Return, in their exact form, the lines that lie between the start of the data below and the line containing "Returns true if", with both ends included.

# Records to process:
☆ ☆ ☆ ☆ ☆ ☆ ☆

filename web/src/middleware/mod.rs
pub(crate) mod auth;
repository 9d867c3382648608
//! Routing rules for each broker.
//!
//! A [`Topic`] ties an event type to the subscriber key it is routed by and
//! the predicate deciding whether a subscriber receives a given event. One
//! generic [`Broker`](crate::broker::Broker) engine is instantiated once per
//! topic.

use events::{Comment, FeedItem, Notification, PostId, UserId};
use std::fmt::Debug;

pub trait Topic: Send + Sync + 'static {
    type Event: Clone + Send + Sync + 'static;
    type Key: Clone + Debug + Send + Sync + 'static;

    /// Short name used in logs and errors.
    const NAME: &'static str;

    /// Returns true if a subscriber registered with `key` must receive `event`.
    fn matches(key: &Self::Key, event: &Self::Event) -> bool;
}

/// New posts landing in a follower's timeline. Routed by recipient.
pub struct FeedTopic;

impl Topic for FeedTopic {
    type Event = FeedItem;
    type Key = UserId;

    const NAME: &'static str = "feed";

    fn matches(key: &UserId, event: &FeedItem) -> bool {
        *key == event.user_id
    }
}

/// Notifications for a single user. Routed by recipient.
pub struct NotificationTopic;

impl Topic for NotificationTopic {
    type Event = Notification;
    type Key = UserId;

    const NAME: &'static str = "notifications";

    fn matches(key: &UserId, event: &Notification) -> bool {
        *key == event.user_id
    }
}

/// Identifies a viewer of a post's comment thread. Anonymous viewers have no
/// `viewer` id.
#[derive(Debug, Clone, PartialEq, Eq, Hash)]
pub struct CommentKey {
    pub viewer: Option<UserId>,
    pub post_id: PostId,
}

/// New comments on a post. The author never gets an echo of their own comment.
pub struct CommentTopic;

impl Topic for CommentTopic {
    type Event = Comment;
    type Key = CommentKey;

    const NAME: &'static str = "comments";

    fn matches(key: &CommentKey, event: &Comment) -> bool {
        key.post_id == event.post_id && key.viewer.as_deref() != Some(event.user_id.as_str())
    }
}
use axum::{
    async_trait,
    extract::FromRequestParts,
    http::{header::ACCEPT, request::Parts},
};
use sse::stream::EVENT_STREAM_MIME_TYPE;
use std::convert::Infallible;

/// Whether the client asked for a live event stream rather than a JSON
/// snapshot.
pub(crate) struct AcceptsEventStream(pub bool);

#[async_trait]
impl<S> FromRequestParts<S> for AcceptsEventStream
where
    S: Send + Sync,
{
    type Rejection = Infallible;

    async fn from_request_parts(parts: &mut Parts, _state: &S) -> Result<Self, Self::Rejection> {
        let accepts = parts
            .headers
            .get_all(ACCEPT)
            .iter()
            .filter_map(|value| value.to_str().ok())
            .any(|value| value.contains(EVENT_STREAM_MIME_TYPE));

        Ok(AcceptsEventStream(accepts))
    }
}
use crate::{
    controller::{
        comment_controller, feed_controller, health_check_controller, notification_controller,
        post_controller, user_controller, user_session_controller,
    },
    middleware::auth::{require_auth, resolve_caller},
    AppState,
};
use axum::{
    middleware::{from_fn, from_fn_with_state},
    routing::{get, post},
    Router,
};

pub fn define_routes(app_state: AppState) -> Router {
    let router = Router::new()
        .merge(health_routes())
        .merge(feed_routes(app_state.clone()))
        .merge(comment_routes(app_state.clone()))
        .merge(notification_routes(app_state.clone()))
        .merge(post_routes(app_state.clone()))
        .merge(user_routes(app_state.clone()));

    if app_state.config.is_development() {
        router.merge(dev_session_routes(app_state))
    } else {
        router
    }
}

fn health_routes() -> Router {
    Router::new().route("/health", get(health_check_controller::health_check))
}

fn feed_routes(app_state: AppState) -> Router {
    Router::new()
        .route("/api/feed", get(feed_controller::index))
        .route_layer(from_fn(require_auth))
        .route_layer(from_fn_with_state(app_state.clone(), resolve_caller))
        .with_state(app_state)
}

fn comment_routes(app_state: AppState) -> Router {
    Router::new()
        // GET /api/posts/:post_id/comments does not require a signed in caller
        .route(
            "/api/posts/:post_id/comments",
            get(comment_controller::index).merge(
                post(comment_controller::create).route_layer(from_fn(require_auth)),
            ),
        )
        .route(
            "/api/comments/:comment_id/toggle_like",
            post(comment_controller::toggle_like).route_layer(from_fn(require_auth)),
        )
        .route_layer(from_fn_with_state(app_state.clone(), resolve_caller))
        .with_state(app_state)
}

fn notification_routes(app_state: AppState) -> Router {
    Router::new()
        .route("/api/notifications", get(notification_controller::index))
        .route_layer(from_fn(require_auth))
        .route_layer(from_fn_with_state(app_state.clone(), resolve_caller))
        .with_state(app_state)
}

fn post_routes(app_state: AppState) -> Router {
    Router::new()
        .route("/api/posts", post(post_controller::create))
        .route(
            "/api/posts/:post_id/toggle_like",
            post(post_controller::toggle_like),
        )
        .route(
            "/api/posts/:post_id/toggle_subscription",
            post(post_controller::toggle_subscription),
        )
        .route_layer(from_fn(require_auth))
        // GET /api/posts/:post_id does not require a signed in caller
        .merge(Router::new().route("/api/posts/:post_id", get(post_controller::read)))
        .route_layer(from_fn_with_state(app_state.clone(), resolve_caller))
        .with_state(app_state)
}

fn user_routes(app_state: AppState) -> Router {
    Router::new()
        .route("/api/users", post(user_controller::create))
        .merge(
            // POST /api/users/:username/toggle_follow
            Router::new()
                .route(
                    "/api/users/:username/toggle_follow",
                    post(user_controller::toggle_follow),
                )
                .route_layer(from_fn(require_auth))
                .route_layer(from_fn_with_state(app_state.clone(), resolve_caller)),
        )
        .with_state(app_state)
}

fn dev_session_routes(app_state: AppState) -> Router {
    Router::new()
        .route("/api/dev_login", post(user_session_controller::dev_login))
        .with_state(app_state)
}
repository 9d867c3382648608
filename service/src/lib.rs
//! Process-wide infrastructure: command line and environment configuration,
//! and logger setup.
pub mod config;
pub mod logging;
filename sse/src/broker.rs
use crate::error::Error;
use crate::subscription::{SubscriberId, Subscription};
use crate::topic::Topic;
use log::*;
use std::collections::HashMap;
use std::ops::ControlFlow;
use std::sync::Arc;
use tokio::sync::{mpsc, oneshot, Notify};
use tokio::task::JoinHandle;

/// Queue sizes shared by every broker.
#[derive(Debug, Clone, Copy, PartialEq, Eq)]
pub struct BrokerConfig {
    /// Events a broker buffers before `publish` starts waiting.
    pub ingress_capacity: usize,
    /// Events buffered per subscriber before the dispatch loop waits on it.
    pub subscriber_buffer: usize,
}

impl Default for BrokerConfig {
    fn default() -> Self {
        Self {
            ingress_capacity: 1,
            subscriber_buffer: 1,
        }
    }
}

/// Registry mutations, applied only by the dispatch loop.
pub(crate) enum Control<T: Topic> {
    Subscribe {
        key: T::Key,
        sender: mpsc::Sender<T::Event>,
        registered: oneshot::Sender<SubscriberId>,
    },
    Unsubscribe {
        id: SubscriberId,
    },
    Count {
        reply: oneshot::Sender<usize>,
    },
}

/// Cloneable handle to one topic's dispatch loop.
///
/// All registry reads and writes happen on the dispatch loop: `subscribe` and
/// `unsubscribe` are messages it consumes alongside published events, so no
/// lock guards the registry.
pub struct Broker<T: Topic> {
    ingress: mpsc::Sender<T::Event>,
    control: mpsc::UnboundedSender<Control<T>>,
    subscriber_buffer: usize,
}

impl<T: Topic> Clone for Broker<T> {
    fn clone(&self) -> Self {
        Self {
            ingress: self.ingress.clone(),
            control: self.control.clone(),
            subscriber_buffer: self.subscriber_buffer,
        }
    }
}

impl<T: Topic> Broker<T> {
    /// Spawns the dispatch loop. Must be called from within a tokio runtime.
    pub fn start(config: &BrokerConfig) -> (Self, BrokerHandle) {
        let (ingress_tx, ingress_rx) = mpsc::channel(config.ingress_capacity.max(1));
        let (control_tx, control_rx) = mpsc::unbounded_channel();
        let stop = Arc::new(Notify::new());

        let dispatcher = Dispatcher::<T> {
            registry: HashMap::new(),
            ingress: ingress_rx,
            control: control_rx,
            stop: Arc::clone(&stop),
        };
        let task = tokio::spawn(dispatcher.run());

        let broker = Self {
            ingress: ingress_tx,
            control: control_tx,
            subscriber_buffer: config.subscriber_buffer.max(1),
        };
        let handle = BrokerHandle {
            topic: T::NAME,
            stop,
            task,
        };

        (broker, handle)
    }

    /// Registers a new subscriber for `key`.
    ///
    /// Returns once the dispatch loop has applied the registration, so every
    /// event published afterwards is routed to it.
    pub async fn subscribe(&self, key: T::Key) -> Result<Subscription<T>, Error> {
        let (sender, receiver) = mpsc::channel(self.subscriber_buffer);
        let (registered_tx, registered_rx) = oneshot::channel();

        self.control
            .send(Control::Subscribe {
                key,
                sender,
                registered: registered_tx,
            })
            .map_err(|_| Error::broker_closed(T::NAME))?;

        let id = registered_rx
            .await
            .map_err(|_| Error::broker_closed(T::NAME))?;

        Ok(Subscription::new(id, receiver, self.control.clone()))
    }

    /// Enqueues an event for fan-out.
    ///
    /// Waits while the ingress queue is full; events are never dropped.
    pub async fn publish(&self, event: T::Event) -> Result<(), Error> {
        self.ingress
            .send(event)
            .await
            .map_err(|_| Error::broker_closed(T::NAME))
    }

    /// Number of registered subscribers, after every registry change already
    /// requested has been applied.
    pub async fn subscriber_count(&self) -> Result<usize, Error> {
        let (reply_tx, reply_rx) = oneshot::channel();
        self.control
            .send(Control::Count { reply: reply_tx })
            .map_err(|_| Error::broker_closed(T::NAME))?;
        reply_rx.await.map_err(|_| Error::broker_closed(T::NAME))
    }

    pub fn is_closed(&self) -> bool {
        self.ingress.is_closed()
    }
}

/// Owns a broker's dispatch loop task.
pub struct BrokerHandle {
    topic: &'static str,
    stop: Arc<Notify>,
    task: JoinHandle<()>,
}

impl BrokerHandle {
    pub fn topic(&self) -> &'static str {
        self.topic
    }

    /// Stops the dispatch loop and waits for it to exit.
    ///
    /// Every subscriber's channel is closed and the ingress queue is closed;
    /// later calls to `subscribe` or `publish` fail with `BrokerClosed`.
    pub async fn shutdown(self) {
        self.stop.notify_one();
        if let Err(e) = self.task.await {
            error!("{} broker dispatch loop failed: {e}", self.topic);
        }
    }
}
impl Tables {
    fn user(&self, id: &str) -> Result<&User, Error> {
        self.users
            .get(id)
            .map(|row| &row.user)
            .ok_or_else(|| Error::of_kind(EntityApiErrorKind::RecordNotFound))
    }

    fn user_by_username(&self, username: &str) -> Option<&User> {
        self.users
            .values()
            .map(|row| &row.user)
            .find(|user| user.username == username)
    }

    /// A post as seen by `viewer`.
    fn post_for(&self, post_id: &str, viewer: Option<&str>) -> Option<Post> {
        let post = self.posts.get(post_id)?;
        let Some(viewer) = viewer else {
            return Some(post.clone());
        };
        let edge = (viewer.to_string(), post_id.to_string());

        Some(Post {
            mine: post.user_id == viewer,
            liked: self.post_likes.contains(&edge),
            subscribed: self.subscriptions.contains(&edge),
            ..post.clone()
        })
    }
}

/// Adds the edge if absent, removes it otherwise. Returns whether it is now
/// present.
fn toggle<T: Eq + std::hash::Hash>(set: &mut HashSet<T>, edge: T) -> bool {
    if set.remove(&edge) {
        false
    } else {
        set.insert(edge);
        true
    }
}

fn new_id() -> String {
    uuid::Uuid::new_v4().to_string()
}

#[derive(Default)]
pub struct MemoryStore {
    tables: RwLock<Tables>,
}

impl MemoryStore {
    pub fn new() -> Self {
        Self::default()
    }

    fn read(&self) -> Result<RwLockReadGuard<'_, Tables>, Error> {
        self.tables.read().map_err(|e| {
            error!("Memory store lock poisoned: {e}");
            Error::of_kind(EntityApiErrorKind::SystemError)
        })
    }

    fn write(&self) -> Result<RwLockWriteGuard<'_, Tables>, Error> {
        self.tables.write().map_err(|e| {
            error!("Memory store lock poisoned: {e}");
            Error::of_kind(EntityApiErrorKind::SystemError)
        })
    }
}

☆ ☆ ☆ ☆ ☆ ☆ ☆

# Answer to the exercise:
filename web/src/middleware/mod.rs
pub(crate) mod auth;
repository 9d867c3382648608
//! Routing rules for each broker.
//!
//! A [`Topic`] ties an event type to the subscriber key it is routed by and
//! the predicate deciding whether a subscriber receives a given event. One
//! generic [`Broker`](crate::broker::Broker) engine is instantiated once per
//! topic.

use events::{Comment, FeedItem, Notification, PostId, UserId};
use std::fmt::Debug;

pub trait Topic: Send + Sync + 'static {
    type Event: Clone + Send + Sync + 'static;
    type Key: Clone + Debug + Send + Sync + 'static;

    /// Short name used in logs and errors.
    const NAME: &'static str;

    /// Returns true if a subscriber registered with `key` must receive `event`.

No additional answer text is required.